Your goal: Starting at the first line of the data below, retype every line up to and including the one containing "keymaps.insert(menu());".

+---+

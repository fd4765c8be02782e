//! 既定のキーマップ
//!
//! emacs / viins / vicmd の基底キーマップと、viopp / visual / menu のオーバーレイ、
//! 壊れた設定からの退避用の `.safe` を作る。
//! emacs の Meta 割り当ては `Esc` 前置でも同じウィジェットに届く。

use super::key::{Key, KeyCode, KeyModifiers};
use super::keymap::{names as maps, KeyMap, KeyMaps};
use crate::widget::{names, WidgetName};

const ENTER: Key = Key::plain(KeyCode::Enter);
const TAB: Key = Key::plain(KeyCode::Tab);
const BACKTAB: Key = Key::plain(KeyCode::BackTab);
const ESC: Key = Key::plain(KeyCode::Esc);
const BACKSPACE: Key = Key::plain(KeyCode::Backspace);
const DELETE: Key = Key::plain(KeyCode::Delete);
const UP: Key = Key::plain(KeyCode::Up);
const DOWN: Key = Key::plain(KeyCode::Down);
const LEFT: Key = Key::plain(KeyCode::Left);
const RIGHT: Key = Key::plain(KeyCode::Right);
const HOME: Key = Key::plain(KeyCode::Home);
const END: Key = Key::plain(KeyCode::End);
const INSERT: Key = Key::plain(KeyCode::Insert);

type Bindings<'a> = &'a [(&'a [Key], WidgetName)];

fn bind_all(map: &mut KeyMap, bindings: Bindings<'_>) {
    for (keys, widget) in bindings {
        map.bind(keys, widget.clone());
    }
}

/// Meta 付きの単一キー割り当てを `Esc` 前置のシーケンスにも複製する
fn add_escape_prefixes(map: &mut KeyMap) {
    let meta: Vec<(Key, WidgetName)> = map
        .bindings()
        .into_iter()
        .filter_map(|(seq, widget)| match seq.as_slice() {
            [key] if key.modifiers.alt => Some((*key, widget)),
            _ => None,
        })
        .collect();
    for (key, widget) in meta {
        let plain = Key::new(key.code, KeyModifiers { alt: false, ..key.modifiers });
        map.bind(&[ESC, plain], widget);
    }
}

/// 既定のキーマップ一式
pub fn default_keymaps() -> KeyMaps {
    let mut keymaps = KeyMaps::new();
    keymaps.insert(emacs());
    keymaps.insert(viins());
    keymaps.insert(vicmd());
    keymaps.insert(viopp());
    keymaps.insert(visual());
    keymaps.insert(menu());
    keymaps.insert(safe());
    keymaps.set_main(maps::EMACS);
    keymaps
}

fn emacs() -> KeyMap {
    let mut map = KeyMap::new(maps::EMACS).with_default_widget(names::SELF_INSERT);
    bind_all(
        &mut map,
        &[
            (&[ENTER], names::ACCEPT_LINE),
            (&[Key::ctrl('j')], names::ACCEPT_LINE),
            (&[Key::ctrl('m')], names::ACCEPT_LINE),
            (&[Key::ctrl('g')], names::ABORT),
            (&[Key::ctrl('l')], names::CLEAR_SCREEN),
            // 移動
            (&[Key::ctrl('a')], names::BEGINNING_OF_LINE),
            (&[Key::ctrl('e')], names::END_OF_LINE),
            (&[HOME], names::BEGINNING_OF_LINE),
            (&[END], names::END_OF_LINE),
            (&[Key::ctrl('f')], names::FORWARD_CHAR),
            (&[Key::ctrl('b')], names::BACKWARD_CHAR),
            (&[RIGHT], names::FORWARD_CHAR),
            (&[LEFT], names::BACKWARD_CHAR),
            (&[Key::alt('f')], names::FORWARD_WORD),
            (&[Key::alt('b')], names::BACKWARD_WORD),
            (&[Key::ctrl('p')], names::UP_LINE_OR_HISTORY),
            (&[Key::ctrl('n')], names::DOWN_LINE_OR_HISTORY),
            (&[UP], names::UP_LINE_OR_HISTORY),
            (&[DOWN], names::DOWN_LINE_OR_HISTORY),
            (&[Key::alt('<')], names::BEGINNING_OF_BUFFER_OR_HISTORY),
            (&[Key::alt('>')], names::END_OF_BUFFER_OR_HISTORY),
            (&[Key::ctrl(' ')], names::SET_MARK_COMMAND),
            (&[Key::ctrl('@')], names::SET_MARK_COMMAND),
            (&[Key::ctrl('x'), Key::ctrl('x')], names::EXCHANGE_POINT_AND_MARK),
            (&[Key::ctrl(']')], names::CHARACTER_SEARCH),
            (&[Key::ctrl_alt(']')], names::CHARACTER_SEARCH_BACKWARD),
            (&[Key::ctrl('x'), Key::ctrl('b')], names::VI_MATCH_BRACKET),
            (&[Key::ctrl('x'), Key::ctrl('f')], names::VI_FIND_NEXT_CHAR),
            (&[Key::alt('|')], names::VI_GOTO_COLUMN),
            (&[Key::ctrl('x'), Key::char('=')], names::WHAT_CURSOR_POSITION),
            // 編集
            (&[BACKSPACE], names::BACKWARD_DELETE_CHAR),
            (&[Key::ctrl('h')], names::BACKWARD_DELETE_CHAR),
            (&[DELETE], names::DELETE_CHAR),
            (&[Key::ctrl('d')], names::DELETE_CHAR_OR_LIST),
            (&[Key::ctrl('t')], names::TRANSPOSE_CHARS),
            (&[Key::alt('t')], names::TRANSPOSE_WORDS),
            (&[Key::alt('c')], names::CAPITALIZE_WORD),
            (&[Key::alt('u')], names::UP_CASE_WORD),
            (&[Key::alt('l')], names::DOWN_CASE_WORD),
            (&[Key::ctrl('v')], names::QUOTED_INSERT),
            (&[Key::ctrl('x'), Key::ctrl('o')], names::OVERWRITE_MODE),
            (&[INSERT], names::OVERWRITE_MODE),
            (&[Key::alt('#')], names::INSERT_COMMENT),
            (&[Key::ctrl_alt('_')], names::COPY_PREV_WORD),
            (&[Key::char(')')], names::INSERT_CLOSE_PAREN),
            (&[Key::char(']')], names::INSERT_CLOSE_SQUARE),
            (&[Key::char('}')], names::INSERT_CLOSE_CURLY),
            (&[Key::ctrl('_')], names::UNDO),
            (&[Key::ctrl('x'), Key::char('u')], names::UNDO),
            (&[Key::ctrl('x'), Key::ctrl('u')], names::UNDO),
            (&[Key::ctrl('x'), Key::ctrl('r')], names::REDO),
            // キル
            (&[Key::alt('d')], names::KILL_WORD),
            (&[Key::alt_code(KeyCode::Backspace)], names::BACKWARD_KILL_WORD),
            (&[Key::ctrl_alt('h')], names::BACKWARD_KILL_WORD),
            (&[Key::ctrl('w')], names::BACKWARD_KILL_WORD),
            (&[Key::ctrl('k')], names::KILL_LINE),
            (&[Key::ctrl('u')], names::KILL_WHOLE_LINE),
            (&[Key::ctrl('x'), Key::ctrl('k')], names::KILL_BUFFER),
            (&[Key::alt('w')], names::COPY_REGION_AS_KILL),
            (&[Key::ctrl('y')], names::YANK),
            (&[Key::alt('y')], names::YANK_POP),
            // 履歴
            (&[Key::ctrl('r')], names::HISTORY_INCREMENTAL_SEARCH_BACKWARD),
            (&[Key::ctrl('s')], names::HISTORY_INCREMENTAL_SEARCH_FORWARD),
            (&[Key::alt('p')], names::HISTORY_SEARCH_BACKWARD),
            (&[Key::alt('n')], names::HISTORY_SEARCH_FORWARD),
            (&[Key::alt('.')], names::INSERT_LAST_WORD),
            (&[Key::alt('_')], names::INSERT_LAST_WORD),
            (&[Key::ctrl('x'), Key::ctrl('n')], names::INFER_NEXT_HISTORY),
            (&[Key::alt('^')], names::EXPAND_HISTORY),
            (&[Key::alt('!')], names::EXPAND_HISTORY),
            // 補完
            (&[TAB], names::EXPAND_OR_COMPLETE),
            (&[Key::alt('?')], names::LIST_CHOICES),
            (&[Key::alt('=')], names::LIST_CHOICES),
            (&[BACKTAB], names::REVERSE_MENU_COMPLETE),
            // 数値引数
            (&[Key::alt('-')], names::NEG_ARGUMENT),
            (&[Key::alt('0')], names::DIGIT_ARGUMENT),
            (&[Key::alt('1')], names::DIGIT_ARGUMENT),
            (&[Key::alt('2')], names::DIGIT_ARGUMENT),
            (&[Key::alt('3')], names::DIGIT_ARGUMENT),
            (&[Key::alt('4')], names::DIGIT_ARGUMENT),
            (&[Key::alt('5')], names::DIGIT_ARGUMENT),
            (&[Key::alt('6')], names::DIGIT_ARGUMENT),
            (&[Key::alt('7')], names::DIGIT_ARGUMENT),
            (&[Key::alt('8')], names::DIGIT_ARGUMENT),
            (&[Key::alt('9')], names::DIGIT_ARGUMENT),
            // モード
            (&[Key::ctrl('x'), Key::ctrl('v')], names::VI_CMD_MODE),
            (&[Key::alt('x')], names::EXECUTE_NAMED_CMD),
        ],
    );
    // 大文字のMetaキーは小文字の割り当てを使う
    for c in 'A'..='Z' {
        map.bind(&[Key::alt(c)], names::DO_LOWERCASE_VERSION);
    }
    add_escape_prefixes(&mut map);
    map
}

fn viins() -> KeyMap {
    let mut map = KeyMap::new(maps::VIINS).with_default_widget(names::SELF_INSERT);
    bind_all(
        &mut map,
        &[
            (&[ESC], names::VI_CMD_MODE),
            (&[ENTER], names::ACCEPT_LINE),
            (&[Key::ctrl('j')], names::ACCEPT_LINE),
            (&[Key::ctrl('m')], names::ACCEPT_LINE),
            (&[BACKSPACE], names::VI_BACKWARD_DELETE_CHAR),
            (&[Key::ctrl('h')], names::VI_BACKWARD_DELETE_CHAR),
            (&[DELETE], names::DELETE_CHAR),
            (&[Key::ctrl('w')], names::VI_BACKWARD_KILL_WORD),
            (&[Key::ctrl('u')], names::VI_KILL_LINE),
            (&[Key::ctrl('v')], names::VI_QUOTED_INSERT),
            (&[Key::ctrl('r')], names::REDISPLAY),
            (&[Key::ctrl('l')], names::CLEAR_SCREEN),
            (&[TAB], names::EXPAND_OR_COMPLETE),
            (&[BACKTAB], names::REVERSE_MENU_COMPLETE),
            (&[Key::ctrl('d')], names::LIST_CHOICES),
            (&[UP], names::UP_LINE_OR_HISTORY),
            (&[DOWN], names::DOWN_LINE_OR_HISTORY),
            (&[LEFT], names::BACKWARD_CHAR),
            (&[RIGHT], names::FORWARD_CHAR),
            (&[HOME], names::BEGINNING_OF_LINE),
            (&[END], names::END_OF_LINE),
        ],
    );
    map
}

fn vicmd() -> KeyMap {
    let mut map = KeyMap::new(maps::VICMD);
    bind_all(
        &mut map,
        &[
            (&[ENTER], names::ACCEPT_LINE),
            (&[Key::ctrl('j')], names::ACCEPT_LINE),
            (&[Key::ctrl('m')], names::ACCEPT_LINE),
            (&[Key::ctrl('l')], names::CLEAR_SCREEN),
            (&[Key::ctrl('d')], names::LIST_CHOICES),
            (&[Key::char('=')], names::LIST_CHOICES),
            // 数値引数
            (&[Key::char('0')], names::VI_DIGIT_OR_BEGINNING_OF_LINE),
            (&[Key::char('1')], names::DIGIT_ARGUMENT),
            (&[Key::char('2')], names::DIGIT_ARGUMENT),
            (&[Key::char('3')], names::DIGIT_ARGUMENT),
            (&[Key::char('4')], names::DIGIT_ARGUMENT),
            (&[Key::char('5')], names::DIGIT_ARGUMENT),
            (&[Key::char('6')], names::DIGIT_ARGUMENT),
            (&[Key::char('7')], names::DIGIT_ARGUMENT),
            (&[Key::char('8')], names::DIGIT_ARGUMENT),
            (&[Key::char('9')], names::DIGIT_ARGUMENT),
            // 移動
            (&[Key::char('h')], names::VI_BACKWARD_CHAR),
            (&[BACKSPACE], names::VI_BACKWARD_CHAR),
            (&[LEFT], names::VI_BACKWARD_CHAR),
            (&[Key::char('l')], names::VI_FORWARD_CHAR),
            (&[Key::char(' ')], names::VI_FORWARD_CHAR),
            (&[RIGHT], names::VI_FORWARD_CHAR),
            (&[Key::char('w')], names::VI_FORWARD_WORD),
            (&[Key::char('W')], names::VI_FORWARD_BLANK_WORD),
            (&[Key::char('e')], names::VI_FORWARD_WORD_END),
            (&[Key::char('E')], names::VI_FORWARD_BLANK_WORD_END),
            (&[Key::char('b')], names::VI_BACKWARD_WORD),
            (&[Key::char('B')], names::VI_BACKWARD_BLANK_WORD),
            (&[Key::char('g'), Key::char('e')], names::VI_BACKWARD_WORD_END),
            (&[Key::char('g'), Key::char('E')], names::VI_BACKWARD_BLANK_WORD_END),
            (&[Key::char('^')], names::VI_FIRST_NON_BLANK),
            (&[Key::char('$')], names::VI_END_OF_LINE),
            (&[HOME], names::VI_BEGINNING_OF_LINE),
            (&[END], names::VI_END_OF_LINE),
            (&[Key::char('|')], names::VI_GOTO_COLUMN),
            (&[Key::char('%')], names::VI_MATCH_BRACKET),
            (&[Key::char('f')], names::VI_FIND_NEXT_CHAR),
            (&[Key::char('t')], names::VI_FIND_NEXT_CHAR_SKIP),
            (&[Key::char('F')], names::VI_FIND_PREV_CHAR),
            (&[Key::char('T')], names::VI_FIND_PREV_CHAR_SKIP),
            (&[Key::char(';')], names::VI_REPEAT_FIND),
            (&[Key::char(',')], names::VI_REV_REPEAT_FIND),
            // オペレータ
            (&[Key::char('d')], names::VI_DELETE),
            (&[Key::char('c')], names::VI_CHANGE_TO),
            (&[Key::char('y')], names::VI_YANK),
            (&[Key::char('g'), Key::char('~')], names::VI_OPER_SWAP_CASE),
            // 編集
            (&[Key::char('x')], names::VI_DELETE_CHAR),
            (&[DELETE], names::VI_DELETE_CHAR),
            (&[Key::char('X')], names::VI_BACKWARD_DELETE_CHAR),
            (&[Key::char('D')], names::VI_KILL_EOL),
            (&[Key::char('C')], names::VI_CHANGE_EOL),
            (&[Key::char('S')], names::VI_CHANGE_WHOLE_LINE),
            (&[Key::char('Y')], names::VI_YANK_WHOLE_LINE),
            (&[Key::char('s')], names::VI_SUBSTITUTE),
            (&[Key::char('r')], names::VI_REPLACE_CHARS),
            (&[Key::char('R')], names::VI_REPLACE),
            (&[Key::char('~')], names::VI_SWAP_CASE),
            (&[Key::char('p')], names::VI_PUT_AFTER),
            (&[Key::char('P')], names::VI_PUT_BEFORE),
            (&[Key::char('J')], names::VI_JOIN),
            (&[Key::char('u')], names::VI_UNDO_CHANGE),
            (&[Key::ctrl('r')], names::REDO),
            (&[Key::char('#')], names::VI_INSERT_COMMENT),
            // 挿入モードへ
            (&[Key::char('i')], names::VI_INSERT),
            (&[Key::char('I')], names::VI_INSERT_BOL),
            (&[Key::char('a')], names::VI_ADD_NEXT),
            (&[Key::char('A')], names::VI_ADD_EOL),
            (&[Key::char('o')], names::VI_OPEN_LINE_BELOW),
            (&[Key::char('O')], names::VI_OPEN_LINE_ABOVE),
            (&[Key::char('v')], names::VISUAL_MODE),
            (&[Key::char('V')], names::VISUAL_LINE_MODE),
            // 履歴
            (&[Key::char('k')], names::UP_LINE_OR_HISTORY),
            (&[Key::char('j')], names::DOWN_LINE_OR_HISTORY),
            (&[UP], names::UP_LINE_OR_HISTORY),
            (&[DOWN], names::DOWN_LINE_OR_HISTORY),
            (&[Key::char('-')], names::VI_UP_LINE_OR_HISTORY),
            (&[Key::char('+')], names::VI_DOWN_LINE_OR_HISTORY),
            (&[Key::char('G')], names::VI_FETCH_HISTORY),
            (&[Key::char('g'), Key::char('g')], names::BEGINNING_OF_BUFFER_OR_HISTORY),
            (&[Key::char('/')], names::VI_HISTORY_SEARCH_BACKWARD),
            (&[Key::char('?')], names::VI_HISTORY_SEARCH_FORWARD),
            (&[Key::char('n')], names::VI_REPEAT_SEARCH),
            (&[Key::char('N')], names::VI_REV_REPEAT_SEARCH),
        ],
    );
    map
}

/// オペレータ待ち。ここにないキーは vicmd へ落ちる
fn viopp() -> KeyMap {
    let mut map = KeyMap::new(maps::VIOPP);
    bind_all(
        &mut map,
        &[
            (&[ESC], names::VI_CMD_MODE),
            (&[Key::char('j')], names::DOWN_LINE),
            (&[Key::char('k')], names::UP_LINE),
        ],
    );
    map
}

fn visual() -> KeyMap {
    let mut map = KeyMap::new(maps::VISUAL);
    bind_all(
        &mut map,
        &[
            (&[ESC], names::VI_CMD_MODE),
            (&[Key::char('d')], names::VI_DELETE),
            (&[Key::char('x')], names::VI_DELETE),
            (&[Key::char('y')], names::VI_YANK),
            (&[Key::char('c')], names::VI_CHANGE_TO),
            (&[Key::char('s')], names::VI_CHANGE_TO),
            (&[Key::char('~')], names::VI_OPER_SWAP_CASE),
            (&[Key::char('o')], names::EXCHANGE_POINT_AND_MARK),
            (&[Key::char('J')], names::VI_JOIN),
            (&[Key::char('p')], names::PUT_REPLACE_SELECTION),
            (&[Key::char('P')], names::PUT_REPLACE_SELECTION),
            (&[Key::char('v')], names::VISUAL_MODE),
            (&[Key::char('V')], names::VISUAL_LINE_MODE),
        ],
    );
    map
}

/// メニュー選択中
fn menu() -> KeyMap {
    let mut map = KeyMap::new(maps::MENU);
    bind_all(
        &mut map,
        &[
            (&[TAB], names::MENU_COMPLETE),
            (&[DOWN], names::MENU_COMPLETE),
            (&[RIGHT], names::MENU_COMPLETE),
            (&[Key::ctrl('n')], names::MENU_COMPLETE),
            (&[BACKTAB], names::REVERSE_MENU_COMPLETE),
            (&[UP], names::REVERSE_MENU_COMPLETE),
            (&[LEFT], names::REVERSE_MENU_COMPLETE),
            (&[Key::ctrl('p')], names::REVERSE_MENU_COMPLETE),
            (&[ENTER], names::ACCEPT_LINE),
            (&[Key::ctrl('g')], names::ABORT),
        ],
    );
    map
}

/// 最小限の退避用キーマップ
fn safe() -> KeyMap {
    let mut map = KeyMap::new(maps::SAFE).with_default_widget(names::SELF_INSERT);
    bind_all(
        &mut map,
        &[
            (&[ENTER], names::ACCEPT_LINE),
            (&[Key::ctrl('j')], names::ACCEPT_LINE),
            (&[Key::ctrl('m')], names::ACCEPT_LINE),
            (&[BACKSPACE], names::BACKWARD_DELETE_CHAR),
        ],
    );
    map
}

+---+

Exercise result:
repository fd4765c8be02782e
//! 既定のキーマップ
//!
//! emacs / viins / vicmd の基底キーマップと、viopp / visual / menu のオーバーレイ、
//! 壊れた設定からの退避用の `.safe` を作る。
//! emacs の Meta 割り当ては `Esc` 前置でも同じウィジェットに届く。

use super::key::{Key, KeyCode, KeyModifiers};
use super::keymap::{names as maps, KeyMap, KeyMaps};
use crate::widget::{names, WidgetName};

const ENTER: Key = Key::plain(KeyCode::Enter);
const TAB: Key = Key::plain(KeyCode::Tab);
const BACKTAB: Key = Key::plain(KeyCode::BackTab);
const ESC: Key = Key::plain(KeyCode::Esc);
const BACKSPACE: Key = Key::plain(KeyCode::Backspace);
const DELETE: Key = Key::plain(KeyCode::Delete);
const UP: Key = Key::plain(KeyCode::Up);
const DOWN: Key = Key::plain(KeyCode::Down);
const LEFT: Key = Key::plain(KeyCode::Left);
const RIGHT: Key = Key::plain(KeyCode::Right);
const HOME: Key = Key::plain(KeyCode::Home);
const END: Key = Key::plain(KeyCode::End);
const INSERT: Key = Key::plain(KeyCode::Insert);

type Bindings<'a> = &'a [(&'a [Key], WidgetName)];

fn bind_all(map: &mut KeyMap, bindings: Bindings<'_>) {
    for (keys, widget) in bindings {
        map.bind(keys, widget.clone());
    }
}

/// Meta 付きの単一キー割り当てを `Esc` 前置のシーケンスにも複製する
fn add_escape_prefixes(map: &mut KeyMap) {
    let meta: Vec<(Key, WidgetName)> = map
        .bindings()
        .into_iter()
        .filter_map(|(seq, widget)| match seq.as_slice() {
            [key] if key.modifiers.alt => Some((*key, widget)),
            _ => None,
        })
        .collect();
    for (key, widget) in meta {
        let plain = Key::new(key.code, KeyModifiers { alt: false, ..key.modifiers });
        map.bind(&[ESC, plain], widget);
    }
}

/// 既定のキーマップ一式
pub fn default_keymaps() -> KeyMaps {
    let mut keymaps = KeyMaps::new();
    keymaps.insert(emacs());
    keymaps.insert(viins());
    keymaps.insert(vicmd());
    keymaps.insert(viopp());
    keymaps.insert(visual());
    keymaps.insert(menu());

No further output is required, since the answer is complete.